Can you quote, word for word, every line from the first line of the records below through the line containing "const SESSION_HEADER: &str", and nothing else?

Source material
+ + +

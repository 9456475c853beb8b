use futures::StreamExt;
use jsonschema::JSONSchema;
use reqwest::header::ACCEPT;
use serde_json::{json, Value};
use std::collections::HashMap;
use tokio::time::{timeout, Duration};

use crate::config::Config;
use crate::error::{Agent2McpError, Result};

use super::sse::{decode_event, first_json_payload, SseParser};
use super::types::{InitializeResult, JsonRpcRequest, McpTool, ToolListResponse};

// MCP protocol constants
const MCP_PROTOCOL_VERSION: &str = "2024-11-05";
const CLIENT_NAME: &str = "agent2mcp";
const CLIENT_VERSION: &str = env!("CARGO_PKG_VERSION");

const SESSION_HEADER: &str = "mcp-session-id";
const ACCEPT_DUAL: &str = "application/json, text/event-stream";

/// Session-holding client for an MCP server speaking JSON-RPC over SSE.
///
/// `initialize` performs the handshake against `POST /sse` and stores the
/// session id the server issues; every tool invocation then goes to
/// `POST /messages` carrying that id as a request header. One instance is
/// one session; methods take `&mut self` and no mutual exclusion is
/// provided for concurrent callers.
pub struct McpSseClient {
    http: reqwest::Client,
    base_url: String,
    stream_timeout: Duration,
    session_id: Option<String>,
    next_id: u64,
    tools: HashMap<String, McpTool>,
}

impl McpSseClient {
    pub fn new(config: &Config) -> Result<Self> {
        let http = reqwest::Client::builder().build()?;

        Ok(Self {
            http,
            base_url: config.base_url.trim_end_matches('/').to_string(),
            stream_timeout: Duration::from_secs(config.stream_timeout),
            session_id: None,
            // id 1 is reserved for the initialize request
            next_id: 2,
            tools: HashMap::new(),
        })
    }

    /// The session id issued by the server, once `initialize` has succeeded.
    pub fn session_id(&self) -> Option<&str> {
        self.session_id.as_deref()
    }

    /// Perform the handshake and store the session id from the response
    /// headers. The response body is advisory; it is scanned for server
    /// info but never fails the handshake.
    pub async fn initialize(&mut self) -> Result<String> {
        let params = json!({
            "protocolVersion": MCP_PROTOCOL_VERSION,
            "capabilities": {},
            "clientInfo": {
                "name": CLIENT_NAME,
                "version": CLIENT_VERSION
            }
        });
        let request = JsonRpcRequest::new(1, "initialize", params);

        let response = self
            .http
            .post(format!("{}/sse", self.base_url))
            .header(ACCEPT, ACCEPT_DUAL)
            .json(&request)
            .send()
            .await?;

        let status = response.status();
        if !status.is_success() {
            let message = response.text().await.unwrap_or_default();
            return Err(Agent2McpError::Transport {
                status: status.as_u16(),
                message,
            });
        }

        let session_id = response
            .headers()
            .get(SESSION_HEADER)
            .and_then(|v| v.to_str().ok())
            .map(|s| s.to_string())
            .ok_or_else(|| {
                Agent2McpError::Protocol(
                    "no mcp-session-id header in initialize response".to_string(),
                )
            })?;

        if let Ok(body) = response.text().await {
            scan_server_info(&body);
        }

        self.session_id = Some(session_id.clone());
        Ok(session_id)
    }

    /// Invoke a named tool with an arguments mapping and return the decoded
    /// JSON-RPC response object.
    pub async fn call_tool(&mut self, name: &str, arguments: Value) -> Result<Value> {
        let session_id = self
            .session_id
            .clone()
            .ok_or_else(|| Agent2McpError::Precondition("session not initialized".to_string()))?;

        // Validate arguments when the tool was discovered; unknown tools
        // skip validation since discovery is optional.
        if let Some(tool) = self.tools.get(name) {
            validate_tool_arguments(tool, &arguments)
                .map_err(Agent2McpError::InvalidArguments)?;
        }

        let request = JsonRpcRequest::new(
            self.next_request_id(),
            "tools/call",
            json!({
                "name": name,
                "arguments": arguments,
            }),
        );

        self.send_message(&session_id, &request).await
    }

    /// Fetch the server's tool list and remember it for argument
    /// validation on later calls.
    pub async fn list_tools(&mut self) -> Result<Vec<McpTool>> {
        let session_id = self
            .session_id
            .clone()
            .ok_or_else(|| Agent2McpError::Precondition("session not initialized".to_string()))?;

        let request = JsonRpcRequest::new(self.next_request_id(), "tools/list", json!({}));
        let response = self.send_message(&session_id, &request).await?;

        let result = response.get("result").cloned().ok_or_else(|| {
            Agent2McpError::Protocol("tools/list response has no result".to_string())
        })?;
        let list: ToolListResponse = serde_json::from_value(result).map_err(|e| {
            Agent2McpError::Protocol(format!("tools/list result is not a tool list: {}", e))
        })?;

        self.tools = list
            .tools
            .iter()
            .map(|tool| (tool.name.clone(), tool.clone()))
            .collect();

        Ok(list.tools)
    }

    /// List all invoices
    pub async fn list_invoices(&mut self) -> Result<Value> {
        self.call_tool("listInvoices", json!({})).await
    }

    /// Get a specific invoice
    pub async fn get_invoice(&mut self, invoice_id: &str) -> Result<Value> {
        self.call_tool("getInvoice", json!({ "invoiceId": invoice_id }))
            .await
    }

    /// Create a new invoice; the given object is passed through as the
    /// tool's arguments mapping
    pub async fn create_invoice(&mut self, invoice: Value) -> Result<Value> {
        self.call_tool("createInvoice", invoice).await
    }

    /// Get the total invoice amount for a date range
    pub async fn total_invoice_amount(
        &mut self,
        start_date: &str,
        end_date: &str,
    ) -> Result<Value> {
        self.call_tool(
            "totalInvoiceAmount",
            json!({ "startDate": start_date, "endDate": end_date }),
        )
        .await
    }

    fn next_request_id(&mut self) -> u64 {
        let id = self.next_id;
        self.next_id += 1;
        id
    }

    async fn send_message(&self, session_id: &str, request: &JsonRpcRequest) -> Result<Value> {
        let response = self
            .http
            .post(format!("{}/messages", self.base_url))
            .header(ACCEPT, ACCEPT_DUAL)
            .header("MCP-Session-Id", session_id)
            .json(request)
            .send()
            .await?;

        let status = response.status();
        if !status.is_success() {
            let message = response.text().await.unwrap_or_default();
            return Err(Agent2McpError::Transport {
                status: status.as_u16(),
                message,
            });
        }

        self.read_event_payload(response).await
    }

    /// Consume the response body as a byte stream and return the first
    /// SSE event payload that decodes as JSON. Reading stops as soon as a
    /// payload is found; later events in the body are ignored.
    async fn read_event_payload(&self, response: reqwest::Response) -> Result<Value> {
        let mut stream = response.bytes_stream();
        let mut parser = SseParser::new();

        loop {
            match timeout(self.stream_timeout, stream.next()).await {
                Ok(Some(chunk)) => {
                    let chunk = chunk.map_err(Agent2McpError::Network)?;
                    let text = String::from_utf8_lossy(&chunk);
                    for event in parser.feed(&text) {
                        if let Some(payload) = decode_event(&event) {
                            return Ok(payload);
                        }
                    }
                }
                Ok(None) => break,
                Err(_) => return Err(Agent2McpError::Timeout),
            }
        }

        if let Some(event) = parser.finish() {
            if let Some(payload) = decode_event(&event) {
                return Ok(payload);
            }
        }

        Err(Agent2McpError::Protocol(
            "no valid JSON-RPC payload in SSE response".to_string(),
        ))
    }
}

fn validate_tool_arguments(tool: &McpTool, arguments: &Value) -> std::result::Result<(), String> {
    let schema = match JSONSchema::compile(&tool.input_schema) {
        Ok(s) => s,
        Err(e) => return Err(format!("invalid schema for tool '{}': {}", tool.name, e)),
    };

    if let Err(errors) = schema.validate(arguments) {
        let messages: Vec<String> = errors
            .map(|e| format!("{}: {}", e.instance_path, e))
            .collect();
        return Err(messages.join("; "));
    }

    Ok(())
}

/// Lenient scan of a handshake body for the server's initialize result.
/// Diagnostics only; any shape mismatch is ignored.
fn scan_server_info(body: &str) {
    let payload = match serde_json::from_str::<Value>(body) {
        Ok(value) => Some(value),
        Err(_) => first_json_payload(body).ok(),
    };

    if let Some(result) = payload.as_ref().and_then(|p| p.get("result")) {
        if let Ok(init) = serde_json::from_value::<InitializeResult>(result.clone()) {
            tracing::debug!(
                server = %init.server_info.name,
                version = %init.server_info.version,
                protocol = %init.protocol_version,
                "connected to MCP server"
            );
            return;
        }
    }

    tracing::debug!("initialize response body carried no parseable server info");
}
use clap::Parser;

#[derive(Parser, Debug)]
#[command(name = "a2m")]
#[command(about = "Demo client for an MCP server speaking JSON-RPC over SSE", long_about = None)]
pub struct Args {
    #[arg(
        long = "base-url",
        help = "Base URL of the MCP server (e.g., http://localhost:3000)"
    )]
    pub base_url: Option<String>,

    #[arg(short = 'v', long = "verbose", help = "Enable debug logging")]
    pub verbose: bool,

    #[arg(
        long = "skip-discovery",
        help = "Skip tools/list discovery before calling tools"
    )]
    pub skip_discovery: bool,

    #[arg(
        long = "invoice",
        help = "Fetch a single invoice by id instead of running the full demo flow"
    )]
    pub invoice: Option<String>,
}
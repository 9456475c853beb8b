use agent2mcp::cli::Args;
use agent2mcp::config::{Config, FileConfig, DEFAULT_BASE_URL};
use std::fs;
use tempfile::TempDir;

fn args() -> Args {
    Args {
        base_url: None,
        verbose: false,
        skip_discovery: false,
        invoice: None,
    }
}

#[test]
fn yaml_config_file_parses() {
    let temp_dir = TempDir::new().unwrap();
    let path = temp_dir.path().join("agent2mcp.yaml");
    fs::write(
        &path,
        "server:\n  base_url: http://mcp.internal:4000\n  stream_timeout: 10\nsession:\n  verbose: true\n",
    )
    .unwrap();

    let config = FileConfig::from_path(&path).unwrap();
    assert_eq!(
        config.server.base_url.as_deref(),
        Some("http://mcp.internal:4000")
    );
    assert_eq!(config.server.stream_timeout, Some(10));
    assert_eq!(config.session.verbose, Some(true));
}

#[test]
fn json_config_file_parses() {
    let temp_dir = TempDir::new().unwrap();
    let path = temp_dir.path().join("agent2mcp.json");
    fs::write(&path, r#"{ "server": { "base_url": "http://mcp.internal:4000" } }"#).unwrap();

    let config = FileConfig::from_path(&path).unwrap();
    assert_eq!(
        config.server.base_url.as_deref(),
        Some("http://mcp.internal:4000")
    );
    assert_eq!(config.server.stream_timeout, None);
}

#[test]
fn partial_config_file_falls_back_to_defaults() {
    let temp_dir = TempDir::new().unwrap();
    let path = temp_dir.path().join("agent2mcp.yml");
    fs::write(&path, "session:\n  verbose: true\n").unwrap();

    let config = FileConfig::from_path(&path).unwrap();
    assert!(config.server.base_url.is_none());
    assert_eq!(config.session.verbose, Some(true));
}

#[test]
fn malformed_yaml_is_an_error() {
    let temp_dir = TempDir::new().unwrap();
    let path = temp_dir.path().join("agent2mcp.yaml");
    fs::write(&path, "server: [not: a: mapping\n").unwrap();

    assert!(FileConfig::from_path(&path).is_err());
}

#[test]
fn missing_config_file_is_an_error() {
    let temp_dir = TempDir::new().unwrap();
    let path = temp_dir.path().join("does-not-exist.yaml");
    assert!(FileConfig::from_path(&path).is_err());
}

#[test]
fn default_base_url_when_nothing_configured() {
    let config = Config::from_env_and_args(&args());
    assert_eq!(config.base_url, DEFAULT_BASE_URL);
    assert_eq!(config.stream_timeout, 30);
    assert!(!config.verbose);
}

#[test]
fn cli_base_url_wins_and_trailing_slash_is_trimmed() {
    let mut cli = args();
    cli.base_url = Some("http://example.test:9000/".to_string());

    let config = Config::from_env_and_args(&cli);
    assert_eq!(config.base_url, "http://example.test:9000");
}

#[test]
fn cli_verbose_flag_wins() {
    let mut cli = args();
    cli.verbose = true;

    let config = Config::from_env_and_args(&cli);
    assert!(config.verbose);
}
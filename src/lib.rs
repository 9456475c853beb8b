//! Client library for an MCP server speaking JSON-RPC over Server-Sent
//! Events: a session handshake against `/sse`, tool invocations against
//! `/messages`, and SSE demultiplexing of the response bodies.

pub mod cli;
pub mod config;
pub mod error;
pub mod mcp;

pub use error::{Agent2McpError, Result};
pub use mcp::McpSseClient;
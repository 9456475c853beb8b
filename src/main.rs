use clap::Parser;
use colored::*;
use std::process;

use agent2mcp::cli::Args;
use agent2mcp::config::Config;
use agent2mcp::error::Result;
use agent2mcp::mcp::{response, McpSseClient};

#[tokio::main]
async fn main() {
    let args = Args::parse();
    let config = Config::from_env_and_args(&args);

    init_tracing(config.verbose);

    if let Err(e) = run_demo(&args, &config).await {
        eprintln!("{} {}", "Error:".red(), e);
        process::exit(1);
    }
}

fn init_tracing(verbose: bool) {
    let default_directive = if verbose { "agent2mcp=debug" } else { "warn" };
    let filter = tracing_subscriber::EnvFilter::try_from_default_env()
        .unwrap_or_else(|_| tracing_subscriber::EnvFilter::new(default_directive));

    tracing_subscriber::fmt()
        .with_env_filter(filter)
        .with_writer(std::io::stderr)
        .init();
}

async fn run_demo(args: &Args, config: &Config) -> Result<()> {
    println!("{}", format!("Connecting to {}", config.base_url).dimmed());

    let mut client = McpSseClient::new(config)?;
    let session_id = client.initialize().await?;
    println!("{} {}", "Session initialized:".green(), session_id);

    if !args.skip_discovery {
        match client.list_tools().await {
            Ok(tools) => {
                println!("{}", format!("Server exposes {} tools", tools.len()).dimmed());
                if config.verbose {
                    for tool in &tools {
                        println!(
                            "  - {} {}",
                            tool.name.cyan(),
                            tool.description.as_deref().unwrap_or("").dimmed()
                        );
                    }
                }
            }
            Err(e) => {
                eprintln!(
                    "{}",
                    format!("Tool discovery failed, continuing without it: {}", e).yellow()
                );
            }
        }
    }

    if let Some(invoice_id) = &args.invoice {
        let invoice = client.get_invoice(invoice_id).await?;
        print_tool_response("getInvoice", &invoice);
        return Ok(());
    }

    let invoices = client.list_invoices().await?;
    print_tool_response("listInvoices", &invoices);

    let (start_date, end_date) = Config::current_year_range();
    let total = client.total_invoice_amount(&start_date, &end_date).await?;
    print_tool_response("totalInvoiceAmount", &total);

    Ok(())
}

fn print_tool_response(name: &str, payload: &serde_json::Value) {
    if let Some((code, message)) = response::extract_error(payload) {
        eprintln!(
            "{}",
            format!("{} failed with JSON-RPC error {}: {}", name, code, message).red()
        );
        return;
    }

    match response::extract_text(payload) {
        Ok(Some(text)) => {
            println!("{}", format!("--- {} ---", name).bold());
            println!("{}", text);
        }
        Ok(None) => {
            println!("{}", format!("{} returned no text content", name).yellow());
        }
        Err(e) => {
            eprintln!("{}", format!("{} response was not a tool result: {}", name, e).red());
        }
    }
}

+ + +

Exercise result
repository 9456475c853beb8b
use futures::StreamExt;
use jsonschema::JSONSchema;
use reqwest::header::ACCEPT;
use serde_json::{json, Value};
use std::collections::HashMap;
use tokio::time::{timeout, Duration};

use crate::config::Config;
use crate::error::{Agent2McpError, Result};

use super::sse::{decode_event, first_json_payload, SseParser};
use super::types::{InitializeResult, JsonRpcRequest, McpTool, ToolListResponse};

// MCP protocol constants
const MCP_PROTOCOL_VERSION: &str = "2024-11-05";
const CLIENT_NAME: &str = "agent2mcp";
const CLIENT_VERSION: &str = env!("CARGO_PKG_VERSION");

const SESSION_HEADER: &str = "mcp-session-id";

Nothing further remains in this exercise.